§ REQUIREMENT
Going through the data below, copy out each line where the word "from" shows up.

§ DATA RECORDS
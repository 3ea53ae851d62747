//! Protocol error types.

use thiserror::Error;

/// Errors from decoding or encoding wire data.
#[derive(Debug, Clone, PartialEq, Eq, Error)]
pub enum ProtoError {
    /// CBOR serialization failed.
    #[error("CBOR encode failed: {0}")]
    Encode(String),

    /// CBOR deserialization failed.
    #[error("CBOR decode failed: {0}")]
    Decode(String),

    /// Square notation is not `[a-h][1-8]`.
    #[error("invalid square: {0:?}")]
    InvalidSquare(String),

    /// Promotion character is not one of `QRBNqrbn`.
    #[error("invalid promotion piece: {0:?}")]
    InvalidPromotion(char),

    /// Event name is not part of the protocol.
    #[error("unknown event: {0:?}")]
    UnknownEvent(String),
}

impl ProtoError {
    /// Returns true if the error came from malformed peer data rather than a
    /// local encoding failure.
    pub fn is_peer_fault(&self) -> bool {
        !matches!(self, Self::Encode(_))
    }
}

§ SOLUTION FOR THIS TASK
/// Errors from decoding or encoding wire data.
    /// Returns true if the error came from malformed peer data rather than a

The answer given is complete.